By the end of May monsoon rains which turned contested slopes and roads into a morass exacerbated both the tactical and medical situations. The ground advance began to resemble a World War I battlefield as troops became mired in mud and flooded roads greatly inhibited evacuation of wounded to the rear. Troops lived on a field sodden by rain, part garbage dump and part graveyard. Unburied Japanese bodies decayed, sank in the mud, and became part of a noxious stew. Anyone sliding down the greasy slopes could easily find theipockets full of maggots at the end of the journey. The environment became extremely septic, minor bruises turned into infections and even trench foot make an appearance.(15)
Navy corpsmen suffered staggering casualties; the 1st Marine Division alone counting almost 500. This caused an especially serious situation when their partially trained or untrained comrades were forced to treat them. The 6th Marine Division lost so many corpsmen that in some sectors there was an unofficial
agreement that the wounded who could do so would evacuate themselves.(16) Corpsmen heroism is
evidenced by the fact that three were awarded the Medal of Honor for their service on Okinawa.
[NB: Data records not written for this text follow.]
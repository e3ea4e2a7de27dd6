//! Database models for controllers.

use crate::db::models::ConfigMap;
use crate::db::models::clouds::ControllerPriorityDBResponse;
use crate::types::{CloudRegionKey, ControllerId};
use chrono::{DateTime, Utc};
use serde::{Deserialize, Serialize};
use uuid::Uuid;

/// One address a controller can be reached on.
#[derive(Debug, Clone, PartialEq, Eq, Serialize, Deserialize)]
pub struct HostPort {
    pub value: String,
    pub port: u16,
    /// e.g. `public`, `local-cloud`
    #[serde(default)]
    pub scope: String,
}

/// Derived health of a controller.
#[derive(Debug, Clone, Copy, PartialEq, Eq, Hash, Serialize, Deserialize)]
#[serde(rename_all = "snake_case")]
pub enum Availability {
    Available,
    /// Still reachable, but not chosen for new models.
    Deprecated,
    Unavailable,
}

/// A region a new controller can host models in, with its priority there.
#[derive(Debug, Clone, PartialEq, Eq, Serialize, Deserialize)]
pub struct RegionPrioritySpec {
    pub region: CloudRegionKey,
    pub priority: i32,
}

/// Database request for creating a new controller
#[derive(Debug, Clone, PartialEq, Serialize, Deserialize)]
pub struct ControllerCreateDBRequest {
    pub name: String,
    pub uuid: Uuid,
    pub admin_user: String,
    pub admin_password: String,
    pub ca_certificate: String,
    pub public_address: String,
    pub cloud_name: String,
    pub cloud_region: String,
    pub deprecated: bool,
    pub agent_version: String,
    pub addresses: Vec<HostPort>,
    pub unavailable_since: Option<DateTime<Utc>>,
    pub config: ConfigMap,
    pub region_priorities: Vec<RegionPrioritySpec>,
}

impl ControllerCreateDBRequest {
    /// A minimal request for a controller deployed in `cloud_name/cloud_region`.
    pub fn new(name: impl Into<String>, uuid: Uuid, cloud_name: impl Into<String>, cloud_region: impl Into<String>) -> Self {
        Self {
            name: name.into(),
            uuid,
            admin_user: String::new(),
            admin_password: String::new(),
            ca_certificate: String::new(),
            public_address: String::new(),
            cloud_name: cloud_name.into(),
            cloud_region: cloud_region.into(),
            deprecated: false,
            agent_version: String::new(),
            addresses: Vec::new(),
            unavailable_since: None,
            config: ConfigMap::new(),
            region_priorities: Vec::new(),
        }
    }
}

/// Database request for overwriting a controller's scalar fields.
///
/// Name, UUID and hosting cloud/region are fixed at creation.
#[derive(Debug, Clone, PartialEq, Serialize, Deserialize)]
pub struct ControllerUpdateDBRequest {
    pub admin_user: String,
    pub admin_password: String,
    pub ca_certificate: String,
    pub public_address: String,
    pub deprecated: bool,
    pub agent_version: String,
    pub addresses: Vec<HostPort>,
    pub unavailable_since: Option<DateTime<Utc>>,
    pub config: ConfigMap,
}

impl From<&ControllerDBResponse> for ControllerUpdateDBRequest {
    fn from(controller: &ControllerDBResponse) -> Self {
        Self {
            admin_user: controller.admin_user.clone(),
            admin_password: controller.admin_password.clone(),
            ca_certificate: controller.ca_certificate.clone(),
            public_address: controller.public_address.clone(),
            deprecated: controller.deprecated,
            agent_version: controller.agent_version.clone(),
            addresses: controller.addresses.clone(),
            unavailable_since: controller.unavailable_since,
            config: controller.config.clone(),
        }
    }
}

/// Database response for a controller
#[derive(Debug, Clone, PartialEq, Serialize, Deserialize)]
pub struct ControllerDBResponse {
    pub id: ControllerId,
    pub name: String,
    pub uuid: Uuid,
    pub admin_user: String,
    pub admin_password: String,
    pub ca_certificate: String,
    pub public_address: String,
    pub cloud_name: String,
    pub cloud_region: String,
    pub deprecated: bool,
    pub agent_version: String,
    pub addresses: Vec<HostPort>,
    pub unavailable_since: Option<DateTime<Utc>>,
    pub config: ConfigMap,
    pub created_at: DateTime<Utc>,
    pub updated_at: DateTime<Utc>,
    /// Ordered by descending priority.
    pub cloud_regions: Vec<ControllerPriorityDBResponse>,
}

impl ControllerDBResponse {
    pub fn availability(&self) -> Availability {
        if self.unavailable_since.is_some() {
            Availability::Unavailable
        } else if self.deprecated {
            Availability::Deprecated
        } else {
            Availability::Available
        }
    }
}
Heavy pressure on the Shuri Line finally convinced GEN Ushijima to withdraw southward to his final defensive positions on the Kiyamu Peninsula.(17) His troops began moving out on the night of 23 May but were careful to leave behind rear guard elements that continued to slow the American advance. Japanese
soldiers too wounded to travel were given lethal injections of morphine or simply left behind to die. The fact that few Japanese surrendered (approximately 6,000 out of the entire garrison) actually relieved the Medical Department from much of the burden of POW care. By the first week of June, U.S. forces had captured only 465 enemy troops while claiming 62,548 killed.(18) It would take 2 more weeks of hard fighting and an
additional 2 weeks of "mopping up " operations pitting explosives and flamethrowers against determined pockets of resistance before the battle would finally be over.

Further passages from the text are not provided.